# 02-20-06 MAC CHAT collection update!!!



## allan_willb (Feb 20, 2006)

One of our Artists will be with you shortly. At the end of this chat session, you may request to have a transcript of your chat sent to you via email by completing our Exit Survey.
Hello. Thank you for your interest in M·A·C Cosmetics. My name is Amy. How may I assist you?
allan: hi amy
Amy: Hello Allan
allan: do blush cremes in the pallet dry out
Amy: They shouldn't at all not if you keep the cover to your palette tightly closes
allan: what bases do you recomend for spring up es?
Amy: For Spring Up you should do our Pearl Cream Colour Base 
Amy: Click here for the Cream Colour Base page.
Amy: Cream Colour Base is a creamy formula that adds colour with a dewy, moist finish. 
allan: no paint recomndations?
Amy: Yes, for the Paints, under Spring Up do Base Light
Amy: Click here for the Paints page.
allan: when is your new liquid studio fix liquid comming out?

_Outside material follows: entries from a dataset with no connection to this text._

#[async_trait]
impl UiDriver for CdpDriver {
    async fn navigate(&self, url: &str) -> QuoteflowResult<()> {
        self.ensure_open()?;
        tracing::debug!(url, "navigate");
        let _ = self.page.goto(url).await.map_err(|e| match cdp_error(e) {
            QuoteflowError::Script { message } => QuoteflowError::Navigation {
                url: url.to_string(),
                message,
            },
            other => other,
        })?;
        Ok(())
    }

    async fn reload(&self) -> QuoteflowResult<()> {
        self.ensure_open()?;
        let _ = self.page.reload().await.map_err(cdp_error)?;
        Ok(())
    }

    async fn is_present(&self, selector: &Selector) -> QuoteflowResult<bool> {
        self.with_element(selector, "false", "return true;").await
    }

    async fn is_visible(&self, selector: &Selector) -> QuoteflowResult<bool> {
        let body = format!("{VISIBLE_FN} return visible(el);");
        self.with_element(selector, "false", &body).await
    }

    async fn is_clickable(&self, selector: &Selector) -> QuoteflowResult<bool> {
        let body = format!("{VISIBLE_FN} return visible(el) && !el.disabled;");
        self.with_element(selector, "false", &body).await
    }

    async fn click(&self, selector: &Selector) -> QuoteflowResult<()> {
        self.pointer_click(selector).await
    }

    async fn pointer_click(&self, selector: &Selector) -> QuoteflowResult<()> {
        self.act(selector, INTERACTABLE_CHECK, "").await?;
        let body = "el.scrollIntoView({block: 'center', inline: 'center'}); \
            const r = el.getBoundingClientRect(); \
            return {x: r.left + r.width / 2, y: r.top + r.height / 2};";
        let point: Option<Point> = self.with_element(selector, "null", body).await?;
        let point = point.ok_or_else(|| QuoteflowError::not_found(selector))?;
        self.dispatch_mouse(DispatchMouseEventType::MouseMoved, &point).await?;
        self.dispatch_mouse(DispatchMouseEventType::MousePressed, &point).await?;
        self.dispatch_mouse(DispatchMouseEventType::MouseReleased, &point).await
    }

    async fn force_click(&self, selector: &Selector) -> QuoteflowResult<()> {
        self.act(selector, "", "el.click();").await
    }

    async fn scroll_into_view(&self, selector: &Selector) -> QuoteflowResult<()> {
        self.act(selector, "", "el.scrollIntoView({block: 'center', inline: 'center'});")
            .await
    }

    async fn clear(&self, selector: &Selector) -> QuoteflowResult<()> {
        self.act(
            selector,
            "",
            "el.value = ''; el.dispatchEvent(new Event('input', {bubbles: true}));",
        )
        .await
    }

    async fn type_text(&self, selector: &Selector, text: &str) -> QuoteflowResult<()> {
        self.act(selector, INTERACTABLE_CHECK, "el.focus();").await?;
        for ch in text.chars() {
            let params = DispatchKeyEventParams::builder()
                .r#type(DispatchKeyEventType::Char)
                .text(ch.to_string())
                .build()
                .map_err(QuoteflowError::input)?;
            self.dispatch_key(params).await?;
        }
        Ok(())
    }

    async fn press_enter(&self, selector: &Selector) -> QuoteflowResult<()> {
        self.act(selector, INTERACTABLE_CHECK, "el.focus();").await?;
        let down = DispatchKeyEventParams::builder()
            .r#type(DispatchKeyEventType::KeyDown)
            .key("Enter")
            .code("Enter")
            .text("\r")
            .windows_virtual_key_code(13)
            .native_virtual_key_code(13)
            .build()
            .map_err(QuoteflowError::input)?;
        self.dispatch_key(down).await?;
        let up = DispatchKeyEventParams::builder()
            .r#type(DispatchKeyEventType::KeyUp)
            .key("Enter")
            .code("Enter")
            .windows_virtual_key_code(13)
            .native_virtual_key_code(13)
            .build()
            .map_err(QuoteflowError::input)?;
        self.dispatch_key(up).await
    }

    async fn text(&self, selector: &Selector) -> QuoteflowResult<Option<String>> {
        self.with_element(selector, "null", "return el.textContent;")
            .await
    }

    async fn attribute(&self, selector: &Selector, name: &str) -> QuoteflowResult<Option<String>> {
        let body = format!("return el.getAttribute({});", js_string(name));
        self.with_element(selector, "null", &body).await
    }

    async fn attributes_of_all(
        &self,
        selector: &Selector,
        name: &str,
    ) -> QuoteflowResult<Vec<String>> {
        let script = format!(
            "{}.map((e) => e.getAttribute({})).filter((v) => v !== null)",
            selector.to_all_query(),
            js_string(name)
        );
        self.eval(script).await
    }

    async fn texts_of_all(&self, selector: &Selector) -> QuoteflowResult<Vec<String>> {
        let script = format!(
            "(() => {{ {VISIBLE_FN} return {}.filter(visible).map((e) => (e.textContent || '').trim()); }})()",
            selector.to_all_query()
        );
        self.eval(script).await
    }

    async fn editable_field(&self, row_id: &str) -> QuoteflowResult<Option<Selector>> {
        let script = format!(
            "(() => {{ {VISIBLE_FN} \
             document.querySelectorAll('[{FIELD_MARKER}]').forEach((e) => e.removeAttribute('{FIELD_MARKER}')); \
             const row = document.getElementById({row}); if (!row) {{ return false; }} \
             const active = document.activeElement; \
             let field = (active && row.contains(active) && 'value' in active) ? active : null; \
             if (!field) {{ field = Array.from(row.querySelectorAll('input:not([type=hidden]):not([type=checkbox]), textarea')).find(visible) || null; }} \
             if (!field) {{ return false; }} \
             field.setAttribute('{FIELD_MARKER}', '1'); return true; }})()",
            row = js_string(row_id),
        );
        let found: bool = self.eval(script).await?;
        Ok(found.then(|| Selector::css(format!("[{FIELD_MARKER}='1']"))))
    }

    async fn set_field_value(&self, selector: &Selector, value: &str) -> QuoteflowResult<()> {
        let body = format!(
            "el.focus(); el.value = {}; \
             el.dispatchEvent(new Event('input', {{bubbles: true}})); \
             el.dispatchEvent(new Event('change', {{bubbles: true}}));",
            js_string(value)
        );
        self.act(selector, "", &body).await
    }

    async fn screenshot(&self) -> QuoteflowResult<Vec<u8>> {
        self.ensure_open()?;
        let params = CaptureScreenshotParams::builder()
            .format(CaptureScreenshotFormat::Png)
            .build();
        let screenshot = self
            .page
            .execute(params)
            .await
            .map_err(|e| QuoteflowError::Screenshot {
                message: e.to_string(),
            })?;

        use base64::Engine;
        base64::engine::general_purpose::STANDARD
            .decode(&screenshot.data)
            .map_err(|e| QuoteflowError::Screenshot {
                message: e.to_string(),
            })
    }

    async fn close(&self) -> QuoteflowResult<()> {
        if self.closed.swap(true, Ordering::SeqCst) {
            return Ok(());
        }
        let mut guard = self.browser.lock().await;
        if let Some(mut browser) = guard.take() {
            browser
                .close()
                .await
                .map_err(|e| QuoteflowError::SessionClosed {
                    message: e.to_string(),
                })?;
            let _ = browser.wait().await;
        }
        self.handle.abort();
        tracing::info!("browser closed");
        Ok(())
    }
}

#[cfg(test)]
mod tests {
    use super::*;

    #[test]
    fn test_js_string_escapes() {
        assert_eq!(js_string("a\"b"), "\"a\\\"b\"");
        assert_eq!(js_string("row_1"), "\"row_1\"");
    }

    #[test]
    fn test_closed_messages() {
        assert!(is_closed_message("Target closed."));
        assert!(is_closed_message("No target with given id found"));
        assert!(!is_closed_message("ReferenceError: x is not defined"));
    }

    #[test]
    fn test_missing_value_decodes_as_none() {
        let text: Option<String> = decode(None).unwrap_or(Some("x".to_string()));
        assert_eq!(text, None);
        let null = serde_json::Value::Null;
        let attr: Option<String> = decode(Some(&null)).unwrap_or(Some("x".to_string()));
        assert_eq!(attr, None);
    }

    #[test]
    fn test_present_value_decodes() {
        let value = serde_json::json!("9801A1AA");
        let text: Option<String> = decode(Some(&value)).unwrap_or(None);
        assert_eq!(text.as_deref(), Some("9801A1AA"));
    }

    #[test]
    fn test_missing_value_is_an_error_for_plain_types() {
        assert!(decode::<bool>(None).is_err());
    }

    #[test]
    fn test_status_parses() {
        let status: ElementStatus = serde_json::from_str("\"hidden\"").unwrap_or(ElementStatus::Ok);
        assert!(matches!(status, ElementStatus::Hidden));
    }
}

Amy: It should launch on or near March 9th
allan: Is there new concelar comming out also?
Amy: Yes, the Studio Fix Fluid SPF 15 is launching with our Studio Touch-Up Stick which is a portable pencil concealer that provides medium, buildable coverage and a natural finish. 
allan: Will it come with a sharpener?
Amy: No but we are coming out with a sharpener for it shortly after it is launched but they did not give us an exact date. Please check back with us when it's closer to the launch for more information
allan: Has mac ever came out with an ALL BLUE collection?If not will they ever?
Amy: Not that I know of, Allan. I'm not sure if they will however you can find out if there is anything in the works by emailing our Corporate Department at:
Amy: [email protected]
allan: Is the icon kabuki brush permanent?
Amy: The Catherine Deneuve #182 brush is limited edition
allan: what can I do to make glimmershimmer stand out more?
Amy: Apply it over a cream Colour Base or something emollient to "catch" and "boost" the pigment in the Glimmershimmer
allan: This new sweety cake collection comming out in april?Is it a prom collection?And is it going to hit all stores AND counters?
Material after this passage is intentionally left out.